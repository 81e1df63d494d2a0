//! ISO 7064 pure and hybrid check character systems
//!
//! - MOD 11-2: ISNI, ORCID
//! - MOD 97-10: IBAN
//! - MOD 37-36 (hybrid): ISAN

use super::{decimal_value, symbol_value, ALPHABET_36};
use crate::error::ValidationError;

/// MOD 11-2 check character over a run of decimal digits (`X` for ten)
pub fn mod11_2_check_char(payload: &str) -> Result<char, ValidationError> {
    let mut total = 0;
    for (i, c) in payload.chars().enumerate() {
        total = ((total + decimal_value(c, i)?) * 2) % 11;
    }
    Ok(match (12 - total) % 11 {
        10 => 'X',
        r => char::from_digit(r, 10).unwrap_or('0'),
    })
}

/// Verify a value whose last character is a MOD 11-2 check character
pub fn mod11_2_verify(value: &str) -> bool {
    super::weighted::verify_trailing(value, mod11_2_check_char)
}

/// Remainder of an alphanumeric numeral string modulo 97.
///
/// Letters are expanded to two-digit numbers (A=10 … Z=35) before reduction.
/// The reduction runs digit by digit so arbitrarily long inputs never
/// overflow.
pub fn mod97_10_remainder(numeral: &str) -> Result<u32, ValidationError> {
    let mut remainder = 0u32;
    for (i, c) in numeral.chars().enumerate() {
        let value = symbol_value(c, i)?;
        remainder = if value >= 10 {
            (remainder * 100 + value) % 97
        } else {
            (remainder * 10 + value) % 97
        };
    }
    Ok(remainder)
}

/// Valid iff the remainder equals 1
pub fn mod97_10_verify(numeral: &str) -> bool {
    matches!(mod97_10_remainder(numeral), Ok(1))
}

/// Two check digits for a numeral whose check position holds `00`
pub fn mod97_10_check_digits(numeral_with_zeroes: &str) -> Result<u32, ValidationError> {
    Ok(98 - mod97_10_remainder(numeral_with_zeroes)?)
}

fn mod37_36_state(payload: &str) -> Result<u32, ValidationError> {
    const M: u32 = 36;
    let mut product = M;
    for (i, c) in payload.chars().enumerate() {
        let mut sum = (product + symbol_value(c, i)?) % M;
        if sum == 0 {
            sum = M;
        }
        product = (sum * 2) % (M + 1);
    }
    Ok(product)
}

/// MOD 37-36 check character over `0-9A-Z`
pub fn mod37_36_check_char(payload: &str) -> Result<char, ValidationError> {
    let product = mod37_36_state(payload)?;
    Ok(ALPHABET_36[((37 - product) % 36) as usize] as char)
}

/// Running check of payload plus check character; valid iff it equals 1
pub fn mod37_36_verify(value: &str) -> bool {
    let Some(last) = value.chars().last() else {
        return false;
    };
    let payload = &value[..value.len() - last.len_utf8()];
    match (mod37_36_state(payload), symbol_value(last, payload.len())) {
        (Ok(product), Ok(check)) => (product + check) % 36 == 1,
        _ => false,
    }
}

#[cfg(test)]
mod tests {
    use super::*;

    #[test]
    fn test_mod11_2() {
        assert_eq!(mod11_2_check_char("000000021825009").unwrap(), '7');
        assert_eq!(mod11_2_check_char("000000012281955").unwrap(), 'X');
        assert!(mod11_2_verify("0000000218250097"));
        assert!(mod11_2_verify("000000012146438X"));
        assert!(!mod11_2_verify("0000000218250098"));
    }

    #[test]
    fn test_mod97_10() {
        // DE89370400440532013000 rearranged
        assert!(mod97_10_verify("370400440532013000DE89"));
        assert!(!mod97_10_verify("370400440532013001DE89"));
        assert_eq!(mod97_10_check_digits("370400440532013000DE00").unwrap(), 89);
    }

    #[test]
    fn test_mod37_36() {
        assert_eq!(mod37_36_check_char("00000000D07A0090").unwrap(), 'Q');
        assert_eq!(
            mod37_36_check_char("00000000D07A009000000000").unwrap(),
            'X'
        );
        assert!(mod37_36_verify("00000000D07A0090Q"));
        assert!(!mod37_36_verify("00000000D07A0090R"));
    }

    #[test]
    fn test_rejects_foreign_symbols() {
        assert!(mod37_36_check_char("00-0").is_err());
        assert!(mod97_10_remainder("12 34").is_err());
        assert!(!mod11_2_verify(""));
    }
}
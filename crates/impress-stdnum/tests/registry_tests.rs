//! Registry and configuration integration tests

mod common;

use std::io::Write;
use std::sync::Arc;

use common::fixtures::{fixture_path, load_fixture};
use impress_stdnum::{
    NumberKind, RangeTable, Registry, StandardNumber, StdnumConfig, StdnumError, ValidationError,
};
use tempfile::NamedTempFile;

#[test]
fn test_scan_sample_lines() {
    let registry = Registry::default();
    for line in load_fixture("scan_sample.txt").lines() {
        let (tag, text) = line.split_once(" | ").unwrap();
        let kind: NumberKind = tag.parse().unwrap();
        let found = registry.recognize(text);
        assert!(
            found.iter().any(|n| n.kind == kind),
            "{} not recognized in {:?}: {:?}",
            kind,
            text,
            found
        );
    }
}

#[test]
fn test_lookup_fans_in_variants() {
    let registry = Registry::from_tags(["issn", "sici"]).unwrap();
    let variants = registry.lookup("SICI 0002-8231(199412)45:10<737:TIODIM>2.3.TX;2-M");
    assert_eq!(
        variants,
        vec![
            "ISSN 00028231",
            "ISSN 0002-8231",
            "SICI 0002-8231(199412)45:10<737:TIODIM>2.3.TX;2-M",
        ]
    );
}

#[test]
fn test_unmatched_text_is_empty_not_error() {
    let registry = Registry::default();
    assert!(registry.lookup("The quick brown fox").is_empty());
    assert!(registry.recognize("").is_empty());
}

#[test]
fn test_unknown_tag() {
    assert_eq!(
        Registry::from_tags(["isbn", "upn"]).unwrap_err(),
        ValidationError::UnknownFamily("upn".to_string())
    );
    assert!(Registry::default().create_by_tag("Orcid").is_ok());
}

#[test]
fn test_ranges_from_fixture() {
    let table = RangeTable::load(&fixture_path("isbn_ranges.json")).unwrap();
    let registry = Registry::from_tags(["isbn"])
        .unwrap()
        .with_ranges(Arc::new(table));

    let id = registry.check(NumberKind::Isbn, "0306406152").unwrap();
    assert_eq!(id.format().as_deref(), Some("0-306-40615-2"));

    let err = registry.check(NumberKind::Isbn, "3161484100").unwrap_err();
    assert!(matches!(err, ValidationError::ChecksumMismatch { .. }));
    // unassigned range in the fixture leaves the digits alone
    let id = registry.check(NumberKind::Isbn, "316148410X").unwrap();
    assert_eq!(id.format().as_deref(), Some("316148410X"));
}

#[test]
fn test_registry_from_config_file() {
    let mut file = NamedTempFile::new().unwrap();
    writeln!(
        file,
        "families = [\"isbn\", \"ean\"]\nprefer_ean = true\nisbn_ranges = {:?}",
        fixture_path("isbn_ranges.json").display().to_string()
    )
    .unwrap();
    file.flush().unwrap();

    let config = StdnumConfig::load(file.path()).unwrap();
    let registry = Registry::from_config(&config).unwrap();
    assert_eq!(registry.kinds(), &[NumberKind::Isbn, NumberKind::Ean]);

    let found = registry.recognize("0-306-40615-2");
    assert_eq!(found.len(), 1);
    assert_eq!(found[0].canonical, "9780306406157");
    assert_eq!(found[0].formatted.as_deref(), Some("978-0-306-40615-7"));
}

#[test]
fn test_config_with_missing_ranges_file() {
    let config = StdnumConfig {
        isbn_ranges: Some("/nonexistent/ranges.json".into()),
        ..StdnumConfig::default()
    };
    assert!(matches!(
        Registry::from_config(&config),
        Err(StdnumError::Io(_))
    ));
}

#[test]
fn test_create_mode_registry() {
    let registry = Registry::default().with_create_checksum(true);
    let id = registry.check(NumberKind::Iban, "GB00 WEST 1234 5698 7654 32").unwrap();
    assert_eq!(id.canonical_value(), Some("GB82WEST12345698765432"));
    let id = registry.check(NumberKind::Zdb, "2025443").unwrap();
    assert_eq!(id.format().as_deref(), Some("2025443-X"));
}
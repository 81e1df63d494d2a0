//! International Standard Name Identifier
//!
//! Sixteen characters checked with ISO 7064 MOD 11-2. [`Orcid`] reuses the
//! same core.
//!
//! [`Orcid`]: super::Orcid

use lazy_static::lazy_static;
use regex::Regex;

use crate::checksum::{first_foreign, mod11_2_check_char};
use crate::error::ValidationError;
use crate::number::{
    dehyphenate, labelled, number_state_methods, settle_check, NumberKind, NumberState,
    StandardNumber,
};

lazy_static! {
    // Deliberately loose; cleanup happens after extraction
    static ref ISNI_REGEX: Regex = Regex::new(r"[0-9][0-9xX\-\s]{13,34}[0-9xX]").unwrap();
}

#[derive(Debug, Clone, Default, PartialEq, Eq)]
pub struct Isni {
    state: NumberState,
}

impl Isni {
    /// Canonical value split into four blocks of four joined by `separator`
    pub(crate) fn grouped(&self, separator: &str) -> Option<String> {
        let value = self.state.canonical().filter(|c| c.len() == 16)?;
        let blocks: Vec<&str> = (0..4).map(|i| &value[i * 4..i * 4 + 4]).collect();
        Some(blocks.join(separator))
    }
}

impl StandardNumber for Isni {
    number_state_methods!();

    fn kind(&self) -> NumberKind {
        NumberKind::Isni
    }

    fn normalize(&mut self) -> &mut Self {
        let candidate = self
            .state
            .candidate(&ISNI_REGEX)
            .map(|c| dehyphenate(&c).to_uppercase());
        self.state.set_canonical(candidate);
        self
    }

    fn verify(&mut self) -> Result<&mut Self, ValidationError> {
        let value = self.state.require_canonical()?;
        if let Some(err) = value
            .get(..15)
            .and_then(|payload| first_foreign(payload, |c| c.is_ascii_digit()))
        {
            return Err(err);
        }
        let settled = settle_check(
            value,
            15,
            self.state.creates_checksum(),
            mod11_2_check_char,
        )?;
        self.state.set_canonical(Some(settled));
        Ok(self)
    }

    fn format(&self) -> Option<String> {
        self.grouped(" ")
    }

    fn typed_variants(&self) -> Vec<String> {
        labelled(
            self.kind(),
            &[self.state.canonical().map(str::to_string), self.format()],
        )
    }
}

#[cfg(test)]
mod tests {
    use super::*;

    #[test]
    fn test_valid_isni() {
        let mut isni = Isni::default();
        isni.set("ISNI 0000 0001 2146 438X").normalize();
        assert_eq!(isni.canonical_value(), Some("000000012146438X"));
        assert!(isni.is_valid());
        assert_eq!(isni.format().as_deref(), Some("0000 0001 2146 438X"));
    }

    #[test]
    fn test_x_only_at_end() {
        let mut isni = Isni::default();
        let err = isni.set("0000 000X 2146 4383").normalize().verify().unwrap_err();
        assert_eq!(err, ValidationError::malformed('X', 7));
    }

    #[test]
    fn test_create_checksum() {
        let mut isni = Isni::default();
        isni.create_checksum(true).set("0000 0001 2146 438").normalize();
        assert!(isni.is_valid());
        assert_eq!(isni.canonical_value(), Some("000000012146438X"));
    }
}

How to complete this task:
Show all lines from the listing above in which "Option" appears.

Result for this exercise:
    pub(crate) fn grouped(&self, separator: &str) -> Option<String> {
    fn format(&self) -> Option<String> {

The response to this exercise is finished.